- Opening Delimiter -

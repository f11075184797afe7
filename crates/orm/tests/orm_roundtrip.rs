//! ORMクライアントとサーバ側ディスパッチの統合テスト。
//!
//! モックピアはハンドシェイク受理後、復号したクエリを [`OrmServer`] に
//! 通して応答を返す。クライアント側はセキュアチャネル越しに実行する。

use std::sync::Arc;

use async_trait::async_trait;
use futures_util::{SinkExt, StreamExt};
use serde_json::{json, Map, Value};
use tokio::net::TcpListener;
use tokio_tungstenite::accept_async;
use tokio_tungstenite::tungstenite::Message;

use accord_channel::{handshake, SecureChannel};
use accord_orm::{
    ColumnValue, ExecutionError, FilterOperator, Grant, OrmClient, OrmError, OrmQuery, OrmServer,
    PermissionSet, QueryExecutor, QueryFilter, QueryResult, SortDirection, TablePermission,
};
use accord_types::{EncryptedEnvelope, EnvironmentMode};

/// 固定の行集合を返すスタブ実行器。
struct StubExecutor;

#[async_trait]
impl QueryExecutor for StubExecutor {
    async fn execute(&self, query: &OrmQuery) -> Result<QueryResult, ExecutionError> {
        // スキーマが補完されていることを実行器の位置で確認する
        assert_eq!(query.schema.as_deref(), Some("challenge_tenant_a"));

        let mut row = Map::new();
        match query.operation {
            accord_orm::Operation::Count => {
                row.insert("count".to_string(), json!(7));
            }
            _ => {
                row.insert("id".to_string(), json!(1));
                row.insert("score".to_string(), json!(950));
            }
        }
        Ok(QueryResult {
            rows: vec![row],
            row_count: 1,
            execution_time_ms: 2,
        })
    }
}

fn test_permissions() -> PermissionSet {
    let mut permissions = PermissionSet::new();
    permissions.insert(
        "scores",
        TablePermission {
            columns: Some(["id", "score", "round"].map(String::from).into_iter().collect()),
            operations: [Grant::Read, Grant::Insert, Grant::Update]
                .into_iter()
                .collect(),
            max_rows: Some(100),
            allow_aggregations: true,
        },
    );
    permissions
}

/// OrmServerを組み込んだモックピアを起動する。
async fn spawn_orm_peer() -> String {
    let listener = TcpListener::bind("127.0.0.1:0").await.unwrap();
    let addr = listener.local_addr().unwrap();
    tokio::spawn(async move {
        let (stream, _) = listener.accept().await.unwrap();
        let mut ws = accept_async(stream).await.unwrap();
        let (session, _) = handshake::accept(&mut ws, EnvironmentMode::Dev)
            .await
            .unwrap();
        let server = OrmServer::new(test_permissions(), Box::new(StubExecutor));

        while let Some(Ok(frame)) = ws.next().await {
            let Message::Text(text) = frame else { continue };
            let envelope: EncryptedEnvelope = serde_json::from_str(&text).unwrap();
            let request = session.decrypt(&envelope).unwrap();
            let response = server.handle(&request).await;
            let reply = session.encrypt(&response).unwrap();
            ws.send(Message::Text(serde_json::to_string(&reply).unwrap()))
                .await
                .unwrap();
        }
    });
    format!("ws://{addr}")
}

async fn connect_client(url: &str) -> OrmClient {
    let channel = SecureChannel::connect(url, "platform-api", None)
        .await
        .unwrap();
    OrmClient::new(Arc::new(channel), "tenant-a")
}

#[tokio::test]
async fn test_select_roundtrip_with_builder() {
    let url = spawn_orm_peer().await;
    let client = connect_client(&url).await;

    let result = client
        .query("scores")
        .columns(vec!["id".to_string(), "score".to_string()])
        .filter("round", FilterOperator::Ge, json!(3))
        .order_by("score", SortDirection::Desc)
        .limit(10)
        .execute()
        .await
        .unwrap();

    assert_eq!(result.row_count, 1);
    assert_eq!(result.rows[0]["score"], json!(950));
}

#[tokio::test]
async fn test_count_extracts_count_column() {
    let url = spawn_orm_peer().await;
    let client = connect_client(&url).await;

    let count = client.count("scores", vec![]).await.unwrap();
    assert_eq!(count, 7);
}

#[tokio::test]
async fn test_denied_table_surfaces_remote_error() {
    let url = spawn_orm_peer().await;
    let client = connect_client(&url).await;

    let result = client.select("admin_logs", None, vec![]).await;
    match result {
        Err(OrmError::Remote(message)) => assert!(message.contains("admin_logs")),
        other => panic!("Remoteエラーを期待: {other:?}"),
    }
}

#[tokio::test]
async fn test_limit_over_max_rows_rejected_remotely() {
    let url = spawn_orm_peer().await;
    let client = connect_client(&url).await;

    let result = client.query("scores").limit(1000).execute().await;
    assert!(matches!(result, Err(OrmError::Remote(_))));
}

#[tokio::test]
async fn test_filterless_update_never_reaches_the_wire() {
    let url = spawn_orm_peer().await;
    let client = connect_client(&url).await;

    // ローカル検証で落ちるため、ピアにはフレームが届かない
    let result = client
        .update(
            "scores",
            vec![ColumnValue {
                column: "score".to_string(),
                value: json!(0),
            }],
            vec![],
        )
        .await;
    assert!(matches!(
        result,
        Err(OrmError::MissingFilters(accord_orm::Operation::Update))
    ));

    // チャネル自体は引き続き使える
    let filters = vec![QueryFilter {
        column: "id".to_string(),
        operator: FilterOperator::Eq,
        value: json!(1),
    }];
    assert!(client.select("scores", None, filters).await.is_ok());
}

- Closing Delimiter -
- Opening Delimiter -

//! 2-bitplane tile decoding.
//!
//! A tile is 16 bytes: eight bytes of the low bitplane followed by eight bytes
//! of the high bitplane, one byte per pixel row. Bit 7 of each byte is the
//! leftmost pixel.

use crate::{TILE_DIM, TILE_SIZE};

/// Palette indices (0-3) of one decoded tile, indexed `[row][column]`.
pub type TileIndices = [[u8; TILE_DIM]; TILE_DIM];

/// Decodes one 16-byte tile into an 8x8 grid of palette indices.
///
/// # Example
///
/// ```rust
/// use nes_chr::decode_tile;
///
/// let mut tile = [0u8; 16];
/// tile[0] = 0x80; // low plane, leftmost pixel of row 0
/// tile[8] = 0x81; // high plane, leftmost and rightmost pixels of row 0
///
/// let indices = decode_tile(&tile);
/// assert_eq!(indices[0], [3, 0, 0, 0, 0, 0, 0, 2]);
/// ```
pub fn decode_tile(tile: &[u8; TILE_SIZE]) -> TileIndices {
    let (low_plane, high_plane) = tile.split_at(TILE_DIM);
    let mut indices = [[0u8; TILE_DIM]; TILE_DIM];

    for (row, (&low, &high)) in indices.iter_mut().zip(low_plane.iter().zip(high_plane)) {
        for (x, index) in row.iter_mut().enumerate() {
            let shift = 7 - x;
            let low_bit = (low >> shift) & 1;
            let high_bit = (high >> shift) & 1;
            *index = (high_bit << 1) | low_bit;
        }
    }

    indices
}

- Closing Delimiter -
- Opening Delimiter -

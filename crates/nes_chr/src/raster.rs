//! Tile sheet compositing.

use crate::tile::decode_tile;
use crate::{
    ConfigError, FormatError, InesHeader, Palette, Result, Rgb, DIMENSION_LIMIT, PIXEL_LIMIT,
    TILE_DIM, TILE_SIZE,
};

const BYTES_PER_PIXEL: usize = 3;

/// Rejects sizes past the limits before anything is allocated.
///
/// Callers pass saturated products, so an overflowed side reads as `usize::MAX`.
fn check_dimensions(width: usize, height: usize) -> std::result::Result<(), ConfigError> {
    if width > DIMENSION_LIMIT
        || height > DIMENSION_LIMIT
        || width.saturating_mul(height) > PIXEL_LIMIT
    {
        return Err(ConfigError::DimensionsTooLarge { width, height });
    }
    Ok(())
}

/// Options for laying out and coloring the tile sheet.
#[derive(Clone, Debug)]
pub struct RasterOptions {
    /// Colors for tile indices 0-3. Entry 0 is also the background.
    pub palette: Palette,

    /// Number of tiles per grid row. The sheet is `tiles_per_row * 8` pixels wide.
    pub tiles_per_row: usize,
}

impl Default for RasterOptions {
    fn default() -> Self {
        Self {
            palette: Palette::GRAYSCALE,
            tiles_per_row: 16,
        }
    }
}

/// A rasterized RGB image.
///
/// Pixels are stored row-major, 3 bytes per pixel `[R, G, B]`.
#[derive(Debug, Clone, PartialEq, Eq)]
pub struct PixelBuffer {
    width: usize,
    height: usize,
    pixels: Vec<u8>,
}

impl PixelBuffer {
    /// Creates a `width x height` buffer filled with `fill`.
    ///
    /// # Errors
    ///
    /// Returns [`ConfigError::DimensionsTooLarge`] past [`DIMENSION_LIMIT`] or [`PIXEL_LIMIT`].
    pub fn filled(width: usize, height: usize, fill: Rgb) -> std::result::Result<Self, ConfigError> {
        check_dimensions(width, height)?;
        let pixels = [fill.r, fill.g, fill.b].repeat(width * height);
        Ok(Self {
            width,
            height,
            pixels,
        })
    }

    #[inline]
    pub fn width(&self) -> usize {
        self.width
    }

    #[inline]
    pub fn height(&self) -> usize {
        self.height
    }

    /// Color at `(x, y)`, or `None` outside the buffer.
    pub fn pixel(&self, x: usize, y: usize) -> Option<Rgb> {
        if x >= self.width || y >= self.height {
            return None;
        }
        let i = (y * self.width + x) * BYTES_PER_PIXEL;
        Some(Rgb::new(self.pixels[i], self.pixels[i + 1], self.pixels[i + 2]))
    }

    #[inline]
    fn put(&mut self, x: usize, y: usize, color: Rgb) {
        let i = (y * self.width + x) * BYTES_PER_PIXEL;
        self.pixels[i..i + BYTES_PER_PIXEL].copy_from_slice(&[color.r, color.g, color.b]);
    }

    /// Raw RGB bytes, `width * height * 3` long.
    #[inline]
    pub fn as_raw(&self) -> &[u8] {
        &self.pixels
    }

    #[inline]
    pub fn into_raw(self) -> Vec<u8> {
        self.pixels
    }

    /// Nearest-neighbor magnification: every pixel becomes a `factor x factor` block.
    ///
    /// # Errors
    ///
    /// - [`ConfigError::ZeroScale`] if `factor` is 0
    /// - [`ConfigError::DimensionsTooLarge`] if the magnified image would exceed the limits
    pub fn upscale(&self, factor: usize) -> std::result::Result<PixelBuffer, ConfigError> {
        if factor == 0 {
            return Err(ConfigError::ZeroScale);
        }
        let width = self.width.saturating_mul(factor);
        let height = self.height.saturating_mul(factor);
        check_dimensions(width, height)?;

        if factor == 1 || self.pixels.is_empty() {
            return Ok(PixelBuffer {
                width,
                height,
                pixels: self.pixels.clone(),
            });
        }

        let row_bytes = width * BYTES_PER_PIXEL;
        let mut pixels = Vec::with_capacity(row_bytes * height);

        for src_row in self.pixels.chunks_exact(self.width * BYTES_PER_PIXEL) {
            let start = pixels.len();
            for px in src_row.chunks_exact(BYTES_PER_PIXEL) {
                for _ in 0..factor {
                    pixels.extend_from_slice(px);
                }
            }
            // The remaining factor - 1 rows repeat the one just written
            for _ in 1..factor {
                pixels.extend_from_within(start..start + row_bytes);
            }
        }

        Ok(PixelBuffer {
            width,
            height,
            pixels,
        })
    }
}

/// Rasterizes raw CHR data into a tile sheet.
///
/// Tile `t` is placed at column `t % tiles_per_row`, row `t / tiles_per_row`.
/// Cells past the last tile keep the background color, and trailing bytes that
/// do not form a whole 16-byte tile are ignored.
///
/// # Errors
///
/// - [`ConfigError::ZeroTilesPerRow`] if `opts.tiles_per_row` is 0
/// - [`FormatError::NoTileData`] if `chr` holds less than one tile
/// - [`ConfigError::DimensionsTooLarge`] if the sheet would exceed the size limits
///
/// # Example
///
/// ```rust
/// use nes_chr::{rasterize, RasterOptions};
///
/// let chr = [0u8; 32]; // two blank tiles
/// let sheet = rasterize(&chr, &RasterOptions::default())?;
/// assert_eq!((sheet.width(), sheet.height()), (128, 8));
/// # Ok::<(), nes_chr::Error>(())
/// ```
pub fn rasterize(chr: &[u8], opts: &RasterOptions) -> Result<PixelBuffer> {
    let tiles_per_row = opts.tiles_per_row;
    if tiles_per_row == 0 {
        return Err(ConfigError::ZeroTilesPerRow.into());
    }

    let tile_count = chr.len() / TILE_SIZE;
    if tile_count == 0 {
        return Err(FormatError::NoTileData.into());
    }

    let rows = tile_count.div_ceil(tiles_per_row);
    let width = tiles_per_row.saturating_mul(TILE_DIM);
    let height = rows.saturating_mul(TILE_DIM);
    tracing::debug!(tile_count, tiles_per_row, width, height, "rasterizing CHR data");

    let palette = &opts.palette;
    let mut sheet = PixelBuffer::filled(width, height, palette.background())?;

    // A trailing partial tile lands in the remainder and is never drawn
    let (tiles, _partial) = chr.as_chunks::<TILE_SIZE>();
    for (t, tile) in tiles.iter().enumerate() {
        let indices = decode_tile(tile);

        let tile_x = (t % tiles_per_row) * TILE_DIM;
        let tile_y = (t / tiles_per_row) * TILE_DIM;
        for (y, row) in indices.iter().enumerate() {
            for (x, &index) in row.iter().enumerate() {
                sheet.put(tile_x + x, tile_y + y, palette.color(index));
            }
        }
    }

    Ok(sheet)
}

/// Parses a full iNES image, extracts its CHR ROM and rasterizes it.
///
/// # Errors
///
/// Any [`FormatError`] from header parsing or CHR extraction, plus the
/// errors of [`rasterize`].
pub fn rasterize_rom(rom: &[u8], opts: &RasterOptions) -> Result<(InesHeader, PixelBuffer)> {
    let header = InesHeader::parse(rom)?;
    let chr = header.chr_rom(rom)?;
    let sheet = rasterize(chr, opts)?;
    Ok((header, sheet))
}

- Closing Delimiter -

* _ASSIGNED TASK_
With the line holding "pub fn rasterize(chr: &[u8], opts: &RasterOptions)" as the first and the line holding "let height = rows.saturating_mul(TILE_DIM);" as the last, set down that range of the entries above exactly, and nothing else.

* _RESPONSE TO THE TASK_
pub fn rasterize(chr: &[u8], opts: &RasterOptions) -> Result<PixelBuffer> {
    let tiles_per_row = opts.tiles_per_row;
    if tiles_per_row == 0 {
        return Err(ConfigError::ZeroTilesPerRow.into());
    }

    let tile_count = chr.len() / TILE_SIZE;
    if tile_count == 0 {
        return Err(FormatError::NoTileData.into());
    }

    let rows = tile_count.div_ceil(tiles_per_row);
    let width = tiles_per_row.saturating_mul(TILE_DIM);
    let height = rows.saturating_mul(TILE_DIM);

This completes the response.